The expansive collection — among the most comprehensive of Parks’ work to date — was gifted and sold by The Gordon Parks Foundation, an organization that works to preserve Parks’ legacy through exhibitions and research. The collection, which includes some of his earliest works, will live on campus at the Moorland-Spingarn Research Center.
In the early 1940s, Parks worked in the photography division of the Farm Security Administration and, later, the Office of War Information, in D.C.
“As a photographer working in segregated Washington, D.C., in 1942, Parks established his first connections with Howard, which then embodied many of the values that his work came to represent,” said Peter Kunhardt, The Gordon Parks Foundation’s executive director, in a press release. “For him, that was a learning experience, which makes Howard a fitting place to keep his art alive.”
The university says it will organize Parks’ photos into 15 study sets and build exhibits and curricula around his work. The collection spans five decades and features the late photographer’s earliest work from the 1940s.
Parks, born in Kansas, captured images of prisoners, civil rights icons, and everyday people living in the Jim Crow South — all with the same purpose of showing each subject’s core humanity and furthering “the common search for a better life and a better world,” as he was known to say.

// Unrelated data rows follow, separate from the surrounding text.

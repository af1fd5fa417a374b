//! Process resource limits for runner processes.
//!
//! Limits are applied once, at process start, and are best-effort: a limit
//! the platform refuses is logged at `warn` and skipped. Limits are only ever
//! tightened; an existing hard limit lower than the requested one is kept.

use std::sync::atomic::{AtomicPtr, AtomicUsize, Ordering};

use serde::{Deserialize, Serialize};
use tracing::{debug, warn};

/// Resource limits applied to a runner process.
#[derive(Debug, Clone, Serialize, Deserialize, PartialEq, Eq)]
#[serde(default)]
pub struct ResourceLimits {
    /// CPU time soft limit in seconds. The hard limit is one second more so
    /// `SIGXCPU` arrives before `SIGKILL`.
    pub cpu_seconds: u64,
    /// Maximum address space in bytes.
    pub address_space_bytes: u64,
    /// Maximum size of any file the process may write.
    pub file_size_bytes: u64,
    /// Maximum number of new processes.
    pub max_processes: u64,
    /// Maximum number of open file descriptors (stdio plus the program file).
    pub max_open_files: u64,
    /// Core dump size.
    pub core_bytes: u64,
    /// Live-heap budget checked by the interpreter, which raises
    /// `MemoryError` past it. Kept well under `address_space_bytes` so the
    /// error line is written before the allocator itself fails. Zero
    /// disables the check.
    pub heap_bytes: u64,
}

impl Default for ResourceLimits {
    fn default() -> Self {
        Self {
            cpu_seconds: 1,
            address_space_bytes: 256 * 1024 * 1024,
            file_size_bytes: 0,
            max_processes: 0,
            max_open_files: 4,
            core_bytes: 0,
            heap_bytes: 96 * 1024 * 1024,
        }
    }
}

/// One resource limit in `(name, soft, hard)` form.
#[derive(Debug, Clone, Copy, PartialEq, Eq)]
pub struct LimitEntry {
    pub name: &'static str,
    pub soft: u64,
    pub hard: u64,
}

impl ResourceLimits {
    /// The limits in application order.
    pub fn entries(&self) -> Vec<LimitEntry> {
        let same = |name, value| LimitEntry {
            name,
            soft: value,
            hard: value,
        };
        vec![
            LimitEntry {
                name: "RLIMIT_CPU",
                soft: self.cpu_seconds,
                hard: self.cpu_seconds.saturating_add(1),
            },
            same("RLIMIT_AS", self.address_space_bytes),
            same("RLIMIT_FSIZE", self.file_size_bytes),
            same("RLIMIT_NPROC", self.max_processes),
            same("RLIMIT_NOFILE", self.max_open_files),
            same("RLIMIT_CORE", self.core_bytes),
        ]
    }

    /// Apply every limit to the current process. Returns the names of the
    /// limits that could not be applied.
    pub fn apply(&self) -> Vec<&'static str> {
        let mut failed = Vec::new();
        for entry in self.entries() {
            match os::set_limit(entry) {
                Ok(()) => debug!(limit = entry.name, soft = entry.soft, hard = entry.hard, "limit applied"),
                Err(err) => {
                    warn!(limit = entry.name, soft = entry.soft, hard = entry.hard, error = %err, "failed to apply resource limit");
                    failed.push(entry.name);
                }
            }
        }
        failed
    }
}

// ---------------------------------------------------------------------------
// CPU limit notification
// ---------------------------------------------------------------------------

static CPU_LINE_PTR: AtomicPtr<u8> = AtomicPtr::new(std::ptr::null_mut());
static CPU_LINE_LEN: AtomicUsize = AtomicUsize::new(0);

/// Install a `SIGXCPU` handler that writes `line` to stdout and exits with
/// status 1. `line` must be a complete protocol line including the newline.
pub fn install_cpu_limit_handler(line: &'static [u8]) {
    CPU_LINE_LEN.store(line.len(), Ordering::SeqCst);
    CPU_LINE_PTR.store(line.as_ptr() as *mut u8, Ordering::SeqCst);
    os::install_sigxcpu();
}

#[cfg(unix)]
mod os {
    use super::{LimitEntry, CPU_LINE_LEN, CPU_LINE_PTR};
    use std::sync::atomic::Ordering;

    #[cfg(all(target_os = "linux", target_env = "gnu"))]
    type Resource = libc::__rlimit_resource_t;
    #[cfg(not(all(target_os = "linux", target_env = "gnu")))]
    type Resource = libc::c_int;

    fn resource(name: &str) -> Option<Resource> {
        Some(match name {
            "RLIMIT_CPU" => libc::RLIMIT_CPU,
            "RLIMIT_AS" => libc::RLIMIT_AS,
            "RLIMIT_FSIZE" => libc::RLIMIT_FSIZE,
            "RLIMIT_NPROC" => libc::RLIMIT_NPROC,
            "RLIMIT_NOFILE" => libc::RLIMIT_NOFILE,
            "RLIMIT_CORE" => libc::RLIMIT_CORE,
            _ => return None,
        })
    }

    pub(super) fn set_limit(entry: LimitEntry) -> std::io::Result<()> {
        let Some(res) = resource(entry.name) else {
            return Err(std::io::Error::new(
                std::io::ErrorKind::Unsupported,
                "unknown resource",
            ));
        };

        let mut current = libc::rlimit {
            rlim_cur: 0,
            rlim_max: 0,
        };
        // SAFETY: `current` is a valid, writable rlimit.
        if unsafe { libc::getrlimit(res, &mut current) } != 0 {
            return Err(std::io::Error::last_os_error());
        }

        let cap = |v: u64| -> libc::rlim_t {
            let v = v as libc::rlim_t;
            if current.rlim_max == libc::RLIM_INFINITY {
                v
            } else {
                v.min(current.rlim_max)
            }
        };
        let hard = cap(entry.hard);
        let limit = libc::rlimit {
            rlim_cur: cap(entry.soft).min(hard),
            rlim_max: hard,
        };
        // SAFETY: `limit` is a valid rlimit.
        if unsafe { libc::setrlimit(res, &limit) } != 0 {
            return Err(std::io::Error::last_os_error());
        }
        Ok(())
    }

    extern "C" fn on_sigxcpu(_sig: libc::c_int) {
        // Only async-signal-safe calls here: write(2) and _exit(2).
        let ptr = CPU_LINE_PTR.load(Ordering::SeqCst);
        let len = CPU_LINE_LEN.load(Ordering::SeqCst);
        unsafe {
            if !ptr.is_null() {
                libc::write(1, ptr as *const libc::c_void, len);
            }
            libc::_exit(1);
        }
    }

    pub(super) fn install_sigxcpu() {
        let handler: extern "C" fn(libc::c_int) = on_sigxcpu;
        // SAFETY: the handler only performs async-signal-safe operations.
        unsafe {
            libc::signal(libc::SIGXCPU, handler as libc::sighandler_t);
        }
    }
}

#[cfg(not(unix))]
mod os {
    use super::LimitEntry;

    pub(super) fn set_limit(_entry: LimitEntry) -> std::io::Result<()> {
        Err(std::io::Error::new(
            std::io::ErrorKind::Unsupported,
            "resource limits are not supported on this platform",
        ))
    }

    pub(super) fn install_sigxcpu() {}
}

#[cfg(test)]
mod tests {
    use super::*;

    #[test]
    fn test_resource_limits_default() {
        let limits = ResourceLimits::default();
        assert_eq!(limits.cpu_seconds, 1);
        assert_eq!(limits.address_space_bytes, 256 * 1024 * 1024);
        assert_eq!(limits.file_size_bytes, 0);
        assert_eq!(limits.max_processes, 0);
        assert_eq!(limits.max_open_files, 4);
        assert_eq!(limits.core_bytes, 0);
        assert_eq!(limits.heap_bytes, 96 * 1024 * 1024);
        assert!(limits.heap_bytes < limits.address_space_bytes);
    }

    #[test]
    fn test_resource_limits_serde_roundtrip() {
        let limits = ResourceLimits {
            cpu_seconds: 2,
            address_space_bytes: 1 << 30,
            ..ResourceLimits::default()
        };
        let json = serde_json::to_string(&limits).expect("serialize");
        let back: ResourceLimits = serde_json::from_str(&json).expect("deserialize");
        assert_eq!(limits, back);
    }

    #[test]
    fn test_partial_config_fills_defaults() {
        let limits: ResourceLimits = serde_json::from_str(r#"{"cpu_seconds": 5}"#).unwrap();
        assert_eq!(limits.cpu_seconds, 5);
        assert_eq!(limits.max_open_files, 4);
        assert_eq!(limits.heap_bytes, 96 * 1024 * 1024);
    }

    #[test]
    fn test_heap_budget_is_not_an_rlimit() {
        let entries = ResourceLimits::default().entries();
        assert_eq!(entries.len(), 6);
        assert!(entries.iter().all(|e| e.name.starts_with("RLIMIT_")));
    }

    #[test]
    fn test_cpu_hard_limit_is_one_above_soft() {
        let entries = ResourceLimits::default().entries();
        let cpu = entries.iter().find(|e| e.name == "RLIMIT_CPU").unwrap();
        assert_eq!((cpu.soft, cpu.hard), (1, 2));
        assert!(entries
            .iter()
            .filter(|e| e.name != "RLIMIT_CPU")
            .all(|e| e.soft == e.hard));
    }
}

His creativity expanded far beyond still photos. In 1969, he became the first Black person to direct a major motion picture when he released The Learning Tree, a film based on his own semi-autobiographical novel about growing up in Kansas. Parks followed the film with his 1971 box-office hit Shaft, which set the stage for countless Black action films (as well as the controversial “Blaxploitation” genre) to come. He was a film producer and composer, an author and a poet according to the foundation’s website. He continued his creative output until his death from liver cancer in 2006.
He became a staff photographer for LIFE magazine in 1948, capturing fashion shows and gang wars. Parks called a camera his weapon “against poverty, and discrimination, and the intolerance I had suffered as a Black man in America.”
“Mr. Parks was a trailblazer whose documentation of the lived experiences of African Americans, especially during the civil rights period, inspired empathy, encouraged cultural and political criticism, and sparked activism among those who viewed his work,” said Wayne Frederick, Howard’s president. “Having a collection of his timeless photographs in the Moorland-Spingarn Research Center will allow Howard University faculty, students, and visiting scholars to draw on his work and build upon his legacy of truth telling and representation through the arts.”
The Gordon Parks Foundation will celebrate the acquisition and partnership with Howard at its annual awards dinner and auction in New York on Thursday.
Correction: This story has been updated to reflect the nature of the Parks collection acquired by Howard. While the collection is comparable in size to some others, it is among the most comprehensive portfolios of the artist’s work, as it includes several of Parks’ earliest photographs.